Hi all,
The slope attribute, given to gmetric, can be either zero, +ve, -ve or
both. "Zero" slope is for constant values, "both" slope is for gauge values
(i.e. data should be plotted) and "positive" is for counters.
[Aside: do we have any actual use-cases for -ve slope? I couldn't think of
any]
If one follows the code as a metric travels from gmetric to gmond to gmetad,
the support for counter metrics seems to peter out. I've attached a patch
that completes this support, using RRDTool's internal support for counters:
for new metrics, RRDTool is told to create the rrd files with a COUNTER
data-source type (instead of the usual GAUGE). RRDTool will then plot the
rate of change (per second) for the counter; no changes are needed for the
web front-end. The COUNTER data-source type also understands 32- and 64-bit
overruns and will not be affected by them.
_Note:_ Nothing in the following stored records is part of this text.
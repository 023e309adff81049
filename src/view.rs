//! Typed and untyped read access to native memory
//!
//! All bounds, alignment and kind checks of the crate live here; no other
//! module computes a read address on its own.
//!
//! - [`RawView`]: untyped mode. Reads at byte offsets, checked against an
//!   explicit size and, for vector payloads, a fixed element width.
//! - [`StructView`]: typed mode. Reads by field index; each accessor checks the
//!   field's declared kind before reading.
//! - [`VecView`]: a vector payload, read by element index.
//!
//! Views never copy and never free. They borrow their owner for `'a`, so a
//! view cannot outlive the handle it came from. Views over memory this crate
//! did not create are built with the `unsafe` constructors.
//!
//! # Nesting
//!
//! Struct-typed struct fields are embedded: the nested struct's bytes sit at
//! the field offset. Vector-of-struct elements are embedded too, back to back
//! with a stride of the element struct's size. The value builder writes the
//! same shapes.
//!
//! # Panics
//!
//! Every accessor panics on misuse (field index out of range, accessor kind
//! different from the declared kind, read past the end of the view). These are
//! programming errors.

use crate::constants::{VEC_HEADER_SIZE, VEC_LEN_OFFSET};
use crate::errors::{MarshalError, Result};
use crate::memory::raw::{self, Scalar};
use crate::memory::Address;
use crate::types::{PrimitiveKind, StructType, TypeDesc};
use std::marker::PhantomData;

/// Untyped view: `size` bytes at `address`
#[derive(Copy, Clone, Debug)]
pub struct RawView<'a> {
    address: Address,
    size: usize,
    element_width: Option<usize>,
    _owner: PhantomData<&'a ()>,
}

impl<'a> RawView<'a> {
    /// # Safety
    ///
    /// `address` must be valid for reading `size` bytes for `'a`.
    pub unsafe fn new(address: Address, size: usize) -> Self {
        RawView {
            address,
            size,
            element_width: None,
            _owner: PhantomData,
        }
    }

    /// View whose reads must all be exactly `element_width` wide and aligned to it
    ///
    /// Fails if the width is zero or `size` is not a multiple of it.
    ///
    /// # Safety
    ///
    /// `address` must be valid for reading `size` bytes for `'a`.
    pub unsafe fn with_element_width(
        address: Address,
        size: usize,
        element_width: usize,
    ) -> Result<Self> {
        if element_width == 0 {
            return Err(MarshalError::InvalidSize {
                what: "element width",
                size: element_width,
            });
        }
        if size % element_width != 0 {
            return Err(MarshalError::InvalidSize {
                what: "vector byte length (not a multiple of the element width)",
                size,
            });
        }
        Ok(RawView {
            address,
            size,
            element_width: Some(element_width),
            _owner: PhantomData,
        })
    }

    pub fn address(&self) -> Address {
        self.address
    }

    pub fn size(&self) -> usize {
        self.size
    }

    pub fn element_width(&self) -> Option<usize> {
        self.element_width
    }

    /// Translate an offset to an address, checking `width` bytes fit in the view
    #[track_caller]
    fn checked(&self, offset: usize, width: usize) -> Address {
        assert!(
            offset.checked_add(width).is_some_and(|end| end <= self.size),
            "offset({}) + width({}) should be <= size({}) at {}",
            offset,
            width,
            self.size,
            self.address
        );
        if let Some(element_width) = self.element_width {
            assert!(
                width == element_width,
                "read width({}) must match element size({})",
                width,
                element_width
            );
            assert!(
                offset % element_width == 0,
                "offset({}) must be aligned to the element size({})",
                offset,
                element_width
            );
        }
        self.address.offset(offset)
    }

    #[track_caller]
    fn read<T: Scalar>(&self, offset: usize) -> T {
        let address = self.checked(offset, T::WIDTH);
        unsafe { raw::get(address) }
    }

    #[track_caller]
    pub fn get_bool(&self, offset: usize) -> bool {
        self.read(offset)
    }

    #[track_caller]
    pub fn get_byte(&self, offset: usize) -> i8 {
        self.read(offset)
    }

    #[track_caller]
    pub fn get_i32(&self, offset: usize) -> i32 {
        self.read(offset)
    }

    #[track_caller]
    pub fn get_i64(&self, offset: usize) -> i64 {
        self.read(offset)
    }

    #[track_caller]
    pub fn get_f32(&self, offset: usize) -> f32 {
        self.read(offset)
    }

    #[track_caller]
    pub fn get_f64(&self, offset: usize) -> f64 {
        self.read(offset)
    }

    #[track_caller]
    pub fn get_pointer(&self, offset: usize) -> Address {
        self.read(offset)
    }

    /// Read a `(data pointer, element count)` vector header
    #[track_caller]
    pub fn get_vec_header(&self, offset: usize) -> (Address, usize) {
        let address = self.checked(offset, VEC_HEADER_SIZE);
        unsafe {
            let data: Address = raw::get(address);
            let len: u64 = raw::get(address.offset(VEC_LEN_OFFSET));
            (data, len as usize)
        }
    }

    /// Untyped vector at `offset` whose elements are `element_size` bytes wide
    #[track_caller]
    pub fn get_vec(&self, offset: usize, element_size: usize) -> Result<RawView<'a>> {
        let (data, len) = self.get_vec_header(offset);
        let size = payload_size(len, element_size);
        unsafe { RawView::with_element_width(data, size, element_size) }
    }

    /// Untyped sub-view of `size` bytes at `offset`
    #[track_caller]
    pub fn slice(&self, offset: usize, size: usize) -> RawView<'a> {
        let address = self.checked(offset, size);
        unsafe { RawView::new(address, size) }
    }
}

/// Bytes covered by `len` elements of `width` bytes
///
/// # Panics
///
/// If the product overflows `usize`.
#[track_caller]
pub(crate) fn payload_size(len: usize, width: usize) -> usize {
    len.checked_mul(width).unwrap_or_else(|| {
        panic!(
            "vector of {} element(s) of size {} overflows usize",
            len, width
        )
    })
}

/// Typed view of a struct value
#[derive(Clone, Debug)]
pub struct StructView<'a> {
    raw: RawView<'a>,
    ty: StructType,
}

impl<'a> StructView<'a> {
    /// # Safety
    ///
    /// `address` must point to a value laid out as `ty`, valid for `'a`.
    pub unsafe fn new(address: Address, ty: StructType) -> Self {
        StructView {
            raw: RawView::new(address, ty.size()),
            ty,
        }
    }

    pub fn address(&self) -> Address {
        self.raw.address()
    }

    pub fn size(&self) -> usize {
        self.raw.size()
    }

    pub fn struct_type(&self) -> &StructType {
        &self.ty
    }

    pub fn num_fields(&self) -> usize {
        self.ty.num_fields()
    }

    pub fn raw(&self) -> RawView<'a> {
        self.raw
    }

    /// Offset of field `index`, asserting it is declared as `expected`
    #[track_caller]
    fn primitive_field(&self, index: usize, expected: PrimitiveKind) -> usize {
        let field = self.ty.field_type(index);
        assert!(
            field.as_primitive() == Some(expected),
            "field {} of {} is {}, not {}",
            index,
            self.ty,
            field,
            expected
        );
        self.ty.field_offset(index)
    }

    #[track_caller]
    pub fn get_bool(&self, index: usize) -> bool {
        self.raw
            .get_bool(self.primitive_field(index, PrimitiveKind::Bool))
    }

    #[track_caller]
    pub fn get_byte(&self, index: usize) -> i8 {
        self.raw.get_byte(self.primitive_field(index, PrimitiveKind::I8))
    }

    #[track_caller]
    pub fn get_i32(&self, index: usize) -> i32 {
        self.raw.get_i32(self.primitive_field(index, PrimitiveKind::I32))
    }

    #[track_caller]
    pub fn get_i64(&self, index: usize) -> i64 {
        self.raw.get_i64(self.primitive_field(index, PrimitiveKind::I64))
    }

    #[track_caller]
    pub fn get_f32(&self, index: usize) -> f32 {
        self.raw.get_f32(self.primitive_field(index, PrimitiveKind::F32))
    }

    #[track_caller]
    pub fn get_f64(&self, index: usize) -> f64 {
        self.raw.get_f64(self.primitive_field(index, PrimitiveKind::F64))
    }

    #[track_caller]
    pub fn get_pointer(&self, index: usize) -> Address {
        self.raw
            .get_pointer(self.primitive_field(index, PrimitiveKind::Pointer))
    }

    /// Vector stored in field `index`; the payload is not copied
    #[track_caller]
    pub fn get_vec(&self, index: usize) -> VecView<'a> {
        let field = self.ty.field_type(index);
        let Some(vec_type) = field.as_vector() else {
            panic!("field {} of {} is {}, not a vector", index, self.ty, field);
        };
        let (data, len) = self.raw.get_vec_header(self.ty.field_offset(index));
        unsafe { VecView::new(data, len, vec_type.element_type().clone()) }
    }

    /// Struct embedded in field `index`
    #[track_caller]
    pub fn get_struct(&self, index: usize) -> StructView<'a> {
        let field = self.ty.field_type(index);
        let Some(nested) = field.as_struct() else {
            panic!("field {} of {} is {}, not a struct", index, self.ty, field);
        };
        let raw = self.raw.slice(self.ty.field_offset(index), nested.size());
        StructView {
            raw,
            ty: nested.clone(),
        }
    }
}

/// Typed view of a vector payload
#[derive(Clone, Debug)]
pub struct VecView<'a> {
    raw: RawView<'a>,
    element: TypeDesc,
    len: usize,
}

impl<'a> VecView<'a> {
    /// # Safety
    ///
    /// `address` must point to `len` elements laid out as `element`, valid for `'a`.
    pub unsafe fn new(address: Address, len: usize, element: TypeDesc) -> Self {
        let width = element.size();
        let raw = RawView {
            address,
            size: payload_size(len, width),
            element_width: (width > 0).then_some(width),
            _owner: PhantomData,
        };
        VecView { raw, element, len }
    }

    pub fn address(&self) -> Address {
        self.raw.address()
    }

    pub fn num_elements(&self) -> usize {
        self.len
    }

    pub fn is_empty(&self) -> bool {
        self.len == 0
    }

    pub fn element_type(&self) -> &TypeDesc {
        &self.element
    }

    pub fn element_size(&self) -> usize {
        self.element.size()
    }

    /// Payload length in bytes
    pub fn len_bytes(&self) -> usize {
        self.raw.size()
    }

    pub fn raw(&self) -> RawView<'a> {
        self.raw
    }

    /// Byte offset of element `index`, asserting the element kind is `expected`
    #[track_caller]
    fn primitive_element(&self, index: usize, expected: PrimitiveKind) -> usize {
        assert!(
            self.element.as_primitive() == Some(expected),
            "vector elements are {}, not {}",
            self.element,
            expected
        );
        self.element_offset(index)
    }

    #[track_caller]
    fn element_offset(&self, index: usize) -> usize {
        assert!(
            index < self.len,
            "element index {} out of range for vector of {} element(s)",
            index,
            self.len
        );
        index * self.element.size()
    }

    #[track_caller]
    pub fn get_bool(&self, index: usize) -> bool {
        self.raw
            .get_bool(self.primitive_element(index, PrimitiveKind::Bool))
    }

    #[track_caller]
    pub fn get_byte(&self, index: usize) -> i8 {
        self.raw
            .get_byte(self.primitive_element(index, PrimitiveKind::I8))
    }

    #[track_caller]
    pub fn get_i32(&self, index: usize) -> i32 {
        self.raw
            .get_i32(self.primitive_element(index, PrimitiveKind::I32))
    }

    #[track_caller]
    pub fn get_i64(&self, index: usize) -> i64 {
        self.raw
            .get_i64(self.primitive_element(index, PrimitiveKind::I64))
    }

    #[track_caller]
    pub fn get_f32(&self, index: usize) -> f32 {
        self.raw
            .get_f32(self.primitive_element(index, PrimitiveKind::F32))
    }

    #[track_caller]
    pub fn get_f64(&self, index: usize) -> f64 {
        self.raw
            .get_f64(self.primitive_element(index, PrimitiveKind::F64))
    }

    #[track_caller]
    pub fn get_pointer(&self, index: usize) -> Address {
        self.raw
            .get_pointer(self.primitive_element(index, PrimitiveKind::Pointer))
    }

    /// Nested vector at element `index`
    #[track_caller]
    pub fn get_vec(&self, index: usize) -> VecView<'a> {
        let Some(vec_type) = self.element.as_vector() else {
            panic!("vector elements are {}, not vectors", self.element);
        };
        let (data, len) = self.raw.get_vec_header(self.element_offset(index));
        unsafe { VecView::new(data, len, vec_type.element_type().clone()) }
    }

    /// Struct embedded at element `index`
    #[track_caller]
    pub fn get_struct(&self, index: usize) -> StructView<'a> {
        let Some(st) = self.element.as_struct() else {
            panic!("vector elements are {}, not structs", self.element);
        };
        let offset = self.element_offset(index);
        let address = self.raw.address().offset(offset);
        unsafe { StructView::new(address, st.clone()) }
    }

    #[track_caller]
    fn collect<T: Scalar>(&self, expected: PrimitiveKind) -> Vec<T> {
        (0..self.len)
            .map(|i| self.raw.read(self.primitive_element(i, expected)))
            .collect()
    }

    pub fn to_bool_vec(&self) -> Vec<bool> {
        self.collect(PrimitiveKind::Bool)
    }

    pub fn to_byte_vec(&self) -> Vec<i8> {
        self.collect(PrimitiveKind::I8)
    }

    pub fn to_i32_vec(&self) -> Vec<i32> {
        self.collect(PrimitiveKind::I32)
    }

    pub fn to_i64_vec(&self) -> Vec<i64> {
        self.collect(PrimitiveKind::I64)
    }

    pub fn to_f32_vec(&self) -> Vec<f32> {
        self.collect(PrimitiveKind::F32)
    }

    pub fn to_f64_vec(&self) -> Vec<f64> {
        self.collect(PrimitiveKind::F64)
    }

    /// Byte payload of a `vec[i8]`
    #[track_caller]
    pub fn as_byte_slice(&self) -> &'a [u8] {
        assert!(
            self.element.as_primitive() == Some(PrimitiveKind::I8),
            "vector elements are {}, not i8",
            self.element
        );
        if self.len == 0 {
            return &[];
        }
        unsafe { std::slice::from_raw_parts(self.raw.address().as_ptr(), self.len) }
    }

    /// UTF-8 text held in a `vec[i8]`
    pub fn as_str(&self) -> Result<&'a str> {
        std::str::from_utf8(self.as_byte_slice()).map_err(|e| MarshalError::InvalidString {
            message: e.to_string(),
        })
    }
}
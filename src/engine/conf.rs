use super::{c_string, ConfRef, SharedEngine};
use crate::errors::Result;
use crate::managed::{Lifecycle, Managed};

/// Engine configuration: string keys mapped to string values
///
/// Key meanings belong to the engine; this handle only stores them.
pub struct WeldConf {
    engine: SharedEngine,
    handle: ConfRef,
    lifecycle: Lifecycle,
}

impl WeldConf {
    pub fn new(engine: &SharedEngine) -> Self {
        WeldConf {
            engine: engine.clone(),
            handle: engine.conf_new(),
            lifecycle: Lifecycle::new(),
        }
    }

    /// Configuration with every `(key, value)` pair set, in order
    pub fn from_pairs<'a, I>(engine: &SharedEngine, pairs: I) -> Result<Self>
    where
        I: IntoIterator<Item = (&'a str, &'a str)>,
    {
        let conf = WeldConf::new(engine);
        for (key, value) in pairs {
            conf.set(key, value)?;
        }
        Ok(conf)
    }

    #[track_caller]
    pub fn handle(&self) -> ConfRef {
        self.check_access();
        self.handle
    }

    pub fn get(&self, key: &str) -> Result<Option<String>> {
        let key = c_string(key)?;
        Ok(self.engine.conf_get(self.handle(), &key))
    }

    pub fn set(&self, key: &str, value: &str) -> Result<()> {
        let key = c_string(key)?;
        let value = c_string(value)?;
        self.engine.conf_set(self.handle(), &key, &value);
        Ok(())
    }
}

impl Managed for WeldConf {
    fn lifecycle(&self) -> &Lifecycle {
        &self.lifecycle
    }

    fn release(&self) {
        self.engine.conf_free(self.handle);
    }

    fn kind(&self) -> &'static str {
        "conf"
    }
}

impl Drop for WeldConf {
    fn drop(&mut self) {
        self.finalize();
    }
}
// Integration tests for type descriptors and struct layout

use weld_marshal::memory::layout::align_up;
use weld_marshal::types::parse::parse;
use weld_marshal::{struct_of, vec_of, MarshalError, PrimitiveKind, StructType, TypeDesc, VecType};

fn prim(kind: PrimitiveKind) -> TypeDesc {
    TypeDesc::from(kind)
}

#[test]
fn test_primitive_sizes() {
    let expected = [
        (PrimitiveKind::Bool, 1),
        (PrimitiveKind::I8, 1),
        (PrimitiveKind::I32, 4),
        (PrimitiveKind::I64, 8),
        (PrimitiveKind::F32, 4),
        (PrimitiveKind::F64, 8),
        (PrimitiveKind::Pointer, 8),
    ];
    for (kind, size) in expected {
        assert_eq!(kind.size(), size, "size of {}", kind);
        assert_eq!(kind.alignment(), size, "alignment of {}", kind);
    }
}

#[test]
fn test_vector_header() {
    let ty = vec_of(vec_of(PrimitiveKind::Bool));
    assert_eq!(ty.size(), 16);
    assert_eq!(ty.alignment(), 8);
    assert_eq!(ty.name(), "vec[vec[bool]]");
    assert_eq!(ty.element_type(), &TypeDesc::from(vec_of(PrimitiveKind::Bool)));
}

#[test]
fn test_struct_offsets() {
    let ty = struct_of([
        prim(PrimitiveKind::I8),
        prim(PrimitiveKind::I64),
        prim(PrimitiveKind::I32),
        vec_of(PrimitiveKind::F32).into(),
        prim(PrimitiveKind::Bool),
    ]);

    let offsets: Vec<usize> = (0..ty.num_fields()).map(|i| ty.field_offset(i)).collect();
    assert_eq!(offsets, vec![0, 8, 16, 24, 40]);
    assert_eq!(ty.size(), 48);
    assert_eq!(ty.alignment(), 8);
    assert_eq!(ty.name(), "{i8, i64, i32, vec[f32], bool}");
}

#[test]
fn test_layout_is_deterministic() {
    let text = "{bool, {i32, f64}, vec[{i8, i8}], pointer}";
    let a: TypeDesc = text.parse().expect("valid type");
    let b = parse(text).expect("valid type");

    assert_eq!(a, b);
    let (a, b) = (a.as_struct().unwrap(), b.as_struct().unwrap());
    assert_eq!(a.layout(), b.layout());
    // Memoized: the second call returns the same layout
    assert!(std::ptr::eq(a.layout(), a.layout()));
}

#[test]
fn test_offsets_respect_alignment() {
    let types = [
        "{i8, i32, i8, i64, i8, f32, bool, f64}",
        "{bool, vec[i8], i8, {i8}, i32}",
        "{{i64}, i8, {i32, i8}, pointer}",
        "{}",
    ];
    for text in types {
        let ty = weld_marshal::types::parse::parse_struct(text).expect("valid type");
        let mut end = 0;
        for (i, field) in ty.fields().iter().enumerate() {
            let offset = ty.field_offset(i);
            assert_eq!(offset % field.alignment(), 0, "field {} of {}", i, text);
            assert!(offset >= end, "field {} of {} overlaps", i, text);
            end = offset + field.size();
        }
        assert_eq!(ty.size(), align_up(end, 8), "size of {}", text);
        assert_eq!(ty.size() % 8, 0);
    }
}

#[test]
fn test_structural_equality() {
    let a = struct_of([prim(PrimitiveKind::I32), vec_of(PrimitiveKind::I64).into()]);
    let b = struct_of([prim(PrimitiveKind::I32), vec_of(PrimitiveKind::I64).into()]);
    let c = struct_of([prim(PrimitiveKind::I64), prim(PrimitiveKind::I32)]);

    assert_eq!(a, b);
    assert_ne!(a, c);
    assert_eq!(TypeDesc::from(a.clone()), TypeDesc::from(b));
    assert_ne!(TypeDesc::from(a), prim(PrimitiveKind::I32));
}

#[test]
fn test_missing_field_type() {
    match StructType::try_from_fields([Some(prim(PrimitiveKind::I32)), None]) {
        Err(MarshalError::InvalidType { message }) => {
            assert_eq!(message, "field type at index [1] is missing");
        }
        other => panic!("expected an invalid type, got {:?}", other),
    }
    assert!(matches!(
        VecType::try_new(None),
        Err(MarshalError::InvalidType { .. })
    ));
    assert_eq!(
        VecType::try_new(Some(prim(PrimitiveKind::F32))).map(|v| v.name()),
        Ok("vec[f32]".to_string())
    );
}

#[test]
#[should_panic(expected = "field index 3 out of range")]
fn test_field_offset_out_of_range() {
    let ty = struct_of([prim(PrimitiveKind::I32)]);
    ty.field_offset(3);
}
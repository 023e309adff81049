//! Raw memory primitive
//!
//! A thin capability over the C allocator: allocate, free, copy, and get/put
//! of fixed-width scalars at an address. There is no policy here; bounds and
//! type checks live in [`crate::view`]. Blocks come from `calloc`, so padding
//! bytes are always zero and the engine may release them with `free`.

use super::Address;
use crate::errors::{MarshalError, Result};
use std::ptr;
use tracing::trace;

/// Allocate `size` zeroed bytes
///
/// A zero-sized request still returns a unique, freeable address.
pub fn allocate(size: usize) -> Result<Address> {
    let ptr = unsafe { libc::calloc(1, size.max(1)) };
    if ptr.is_null() {
        return Err(MarshalError::OutOfMemory { requested: size });
    }
    let address = Address::from_ptr(ptr.cast_const());
    trace!(%address, size, "allocated native block");
    Ok(address)
}

/// Release a block returned by [`allocate`]
///
/// # Safety
///
/// `address` must come from [`allocate`] (or the C allocator) and must not
/// have been freed already.
pub unsafe fn free(address: Address) {
    trace!(%address, "freeing native block");
    libc::free(address.as_ptr().cast());
}

/// Copy `len` bytes from `src` to `dst`; the ranges may overlap
///
/// # Safety
///
/// Both ranges must be valid for `len` bytes.
pub unsafe fn copy(src: Address, dst: Address, len: usize) {
    if len > 0 {
        ptr::copy(src.as_ptr(), dst.as_ptr(), len);
    }
}

/// Read a scalar at `address`
///
/// # Safety
///
/// `address` must be valid for reading `T::WIDTH` bytes.
pub unsafe fn get<T: Scalar>(address: Address) -> T {
    T::read(address)
}

/// Write a scalar at `address`
///
/// # Safety
///
/// `address` must be valid for writing `T::WIDTH` bytes.
pub unsafe fn put<T: Scalar>(address: Address, value: T) {
    value.write(address)
}

/// Write `values` back to back starting at `address`
///
/// # Safety
///
/// `address` must be valid for writing `values.len() * T::WIDTH` bytes.
pub unsafe fn put_slice<T: Scalar>(address: Address, values: &[T]) {
    for (i, value) in values.iter().enumerate() {
        value.write(address.offset(i * T::WIDTH));
    }
}

mod private {
    pub trait Sealed {}
}

/// A fixed-width value that can be stored at an address in native byte order
pub trait Scalar: Copy + private::Sealed {
    /// Stored width in bytes
    const WIDTH: usize;

    #[doc(hidden)]
    unsafe fn read(address: Address) -> Self;

    #[doc(hidden)]
    unsafe fn write(self, address: Address);
}

macro_rules! impl_scalar {
    ($($ty:ty),*) => {
        $(
            impl private::Sealed for $ty {}

            impl Scalar for $ty {
                const WIDTH: usize = std::mem::size_of::<$ty>();

                #[inline]
                unsafe fn read(address: Address) -> Self {
                    ptr::read_unaligned(address.as_ptr().cast::<$ty>())
                }

                #[inline]
                unsafe fn write(self, address: Address) {
                    ptr::write_unaligned(address.as_ptr().cast::<$ty>(), self)
                }
            }
        )*
    };
}

impl_scalar!(i8, u8, i32, i64, u64, f32, f64);

// Booleans are stored as one byte, 1 for true and 0 for false
impl private::Sealed for bool {}

impl Scalar for bool {
    const WIDTH: usize = 1;

    #[inline]
    unsafe fn read(address: Address) -> Self {
        u8::read(address) != 0
    }

    #[inline]
    unsafe fn write(self, address: Address) {
        u8::from(self).write(address)
    }
}

impl private::Sealed for Address {}

impl Scalar for Address {
    const WIDTH: usize = 8;

    #[inline]
    unsafe fn read(address: Address) -> Self {
        Address::new(u64::read(address))
    }

    #[inline]
    unsafe fn write(self, address: Address) {
        self.get().write(address)
    }
}
//! Two-pass struct builder
//!
//! Pass 1 infers the field types and sizes the trailing region. Pass 2
//! allocates `header + trailing` once and writes every value:
//!
//! ```text
//! (i32 = 4, vec[i64] = [1, 3, 4])
//!
//! 0      4        8                16      24                48
//! ┌──────┬────────┬────────────────┬───────┬─────────────────┐
//! │ 4    │ pad    │ ptr ──────┐    │ len 3 │ 1 │ 3 │ 4       │
//! └──────┴────────┴───────────┼────┴───────┴─────────────────┘
//!         header (24 bytes)   └──────────▶ trailing region (24 bytes)
//! ```
//!
//! Each pending vector's payload is rounded up to 8 bytes in the trailing
//! region, so every payload starts 8-aligned.

use super::Value;
use crate::constants::{TRAILING_ALIGNMENT, VEC_LEN_OFFSET};
use crate::errors::Result;
use crate::memory::block::MemoryBlock;
use crate::memory::layout::align_up;
use crate::memory::raw;
use crate::memory::Address;
use crate::object::WeldStruct;
use crate::types::StructType;
use tracing::trace;

/// Serialize `values` into one newly allocated block
pub fn build<'a>(values: &[Value<'a>]) -> Result<WeldStruct<'a>> {
    // Pass 1: types and sizes
    let mut fields = Vec::with_capacity(values.len());
    let mut trailing = 0;
    for (index, value) in values.iter().enumerate() {
        fields.push(value.type_desc(index)?);
        if let Value::Pending(pending) = value {
            trailing += align_up(pending.byte_size(), TRAILING_ALIGNMENT);
        }
    }
    let ty = StructType::new(fields);
    let header_size = ty.size();

    // Pass 2: write
    let block = MemoryBlock::allocate(header_size + trailing)?;
    let base = block.address();
    let mut cursor = header_size;
    for (index, value) in values.iter().enumerate() {
        let at = base.offset(ty.field_offset(index));
        unsafe {
            match value {
                Value::Bool(v) => raw::put(at, *v),
                Value::Byte(v) => raw::put(at, *v),
                Value::I32(v) => raw::put(at, *v),
                Value::I64(v) => raw::put(at, *v),
                Value::F32(v) => raw::put(at, *v),
                Value::F64(v) => raw::put(at, *v),
                Value::Pointer(v) => raw::put(at, *v),
                Value::Struct(s) => raw::copy(s.address(), at, s.size()),
                Value::Vec(v) => put_vec_header(at, v.address(), v.num_elements()),
                Value::Pending(pending) => {
                    let data = base.offset(cursor);
                    pending.write_to(data);
                    put_vec_header(at, data, pending.num_elements());
                    cursor += align_up(pending.byte_size(), TRAILING_ALIGNMENT);
                }
            }
        }
    }

    trace!(
        ty = %ty,
        header_size,
        trailing,
        address = %base,
        "built struct block"
    );
    Ok(WeldStruct::from_block(block, ty))
}

/// Write a `(data, len)` vector header at `at`
///
/// # Safety
///
/// `at` must be valid for writing 16 bytes.
pub(crate) unsafe fn put_vec_header(at: Address, data: Address, len: usize) {
    raw::put(at, data);
    raw::put(at.offset(VEC_LEN_OFFSET), len as u64);
}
The attached patch is against trunk. Comments are welcome!
Cheers,
Paul.
Technical aside:
RRDTool supports two similar data-source types for counters: COUNTER
and
DERIVE. I've gone for COUNTER, but there pros and cons for both.
COUNTER is perhaps the more correct. It knows about 32-bit and 64-bit
overflows and will deal with these correctly. However, it assumes that
overflows are the only reason a counter value is less than the previous
value: if a counter is reset (instead of wrapping), one gets an incorrect
large spike in the data. I believe this can be countered by setting a
suitable maximum.
DERIVE is obtained by drawing a line between previous and current measurements
and plotting this line's slope (i.e. taking the 1st derivative). It doesn't
know about counters, so an overflow would appear as a very large negative
value on the graph. However, one can limit the data so it's never negative
(by setting min=0). This has the benefit of not producing any outrageous
spikes in the data, but the disadvantages of no handling of overflows: in
both cases there would be a gap in the graph. Also, if the rate of change
approaches the 32-bit value, there would be more counter overruns and these
gaps would increase.
This is discussed more within the rrdcreate(1) man page.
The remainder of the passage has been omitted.